嫉妬 LM84

テレビは10年以上見ていませんでしたが、コロナの自粛からGyaoのパライティにはまりました。最初のきっかけは前回のM1を見てからです。最近のお気に入りは「マツコ会議」です。10代の若者のクリエイティブな活動を取り上げている回は特に面白いです。スマホで映画を撮っている若者もいれば、一人で作詞作曲から配信までしている若者、ミュージックビデオを作成している若者、起業までしている若者までいます。今の若者は僕が若いころには考えられないような自由さと可能性を持っています。
昔は(ちょっと以前のことが、こんな表現がぴったりする時代です)もしレコードを出したいと考えれば(僕はそんなことを考えたことは一度もありませんが)、レコード会社のオーデションを受けるか、デモテープを作って送ります。上手くいけばレコード会社やプロダクションに所属できます。活動はプロデュサーの意向に従う必要があります。社内審査に合格すれば、多くの演奏家に演奏してもらいスタジオで録音します。そしてレコードが制作され店頭に並びます。プロモーションで地方巡業もします。多くのステップと多くの人手と多くの時間と多くのお金をかけて、ようやく社会に自分の音楽が発信できます。それが今では、スマホで自分一人で作詞作曲と撮影をして、YouTubeにあげれば曲を社会に発信できます。そうした曲がヒットしています。

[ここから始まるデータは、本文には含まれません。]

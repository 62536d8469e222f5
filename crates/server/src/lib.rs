//! SOC platform server library.
//!
//! Exposes the report pipeline, PDF export, chat engine and HTTP API
//! for in-process testing.

pub mod api;
pub mod chat;
pub mod config;
pub mod db;
pub mod logging;
pub mod pdf;
pub mod report;
pub mod session;

pub use api::{ApiResponse, AppState, ChatRequest, ReportRequest, SharedState};
pub use chat::{
    build_context, classify_latest_event, fallback_response, ChatEngine, ChatError, ChatMessage,
    CompletionBackend, ContextMeta, HttpCompletionBackend, Sender, Turn,
};
pub use db::{Database, StoreError, Table};
pub use pdf::{report_filename, slugify, PdfRenderer};
pub use report::{
    aggregate, aggregate_in_window, build_recommendations, risk_score, TelemetryInputs,
    CHAT_RECOMMENDATION_CAP, TOP_LIMIT,
};
pub use session::{AuthError, AuthState, IdentityProvider, SessionContext, StaticIdentityProvider};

iPhoneが販売されたのは2007年です。インターネットが商業利用され始めた1990年以降に生まれた世代を「デジタルネイティブ」と表現しますが、今の10代は「iPhoneネイティブ」「スマホ世代」と言えると思います。体の一部、五感の一部のようにスマホを使っています。TikTokが世の中に出た時に「そんなもの誰が使うの?」と僕は思いましたが、多くの若者が使っています。次から次と新しいテクノロジーが出てきます。過去の経験や知識や常識では対応しきれません。新しいものをどんどん吸収できる若者の方が、これからの社会で活躍できます。
僕が若かったころは、良い大学に入って、大手の会社に就職がすることが、安定した生活の保障でした。一度入社した会社は定年まで勤めるのが普通でした。そのためには興味のない勉強もしますし、組織の理不尽さも我慢します。今の若者にはそんな価値観の制約は全く感じません。かといって反発や力みも感じません。しなやかです。自分やりたいこと得意なことを見つけて一生懸命努力しています。たとえ上手く行かなくても次の目標を見つけて前に進みます。そうした若者を見ていると、うらやましいとも格好いいとも感じます。
僕の世代は人に勝つこと人より豊かになることは人生の目標の一つでした。今は欲望に縛られた大人の格好悪さ、生きる不自由さを感じます、そんな大人の価値観で若者を批判したり判断したりするのは間違っています。今の若者に人よりお金持ちになりたいとか偉くなりたいとか張り合う気持ちをあまり感じません。それよりも自分らしくありたいとか、心豊かに生きたいとかの願望を強く感じます。技術の進歩がうらやましです。精神的にもうらやましいです。そして何より若者たちの才能に嫉妬しています。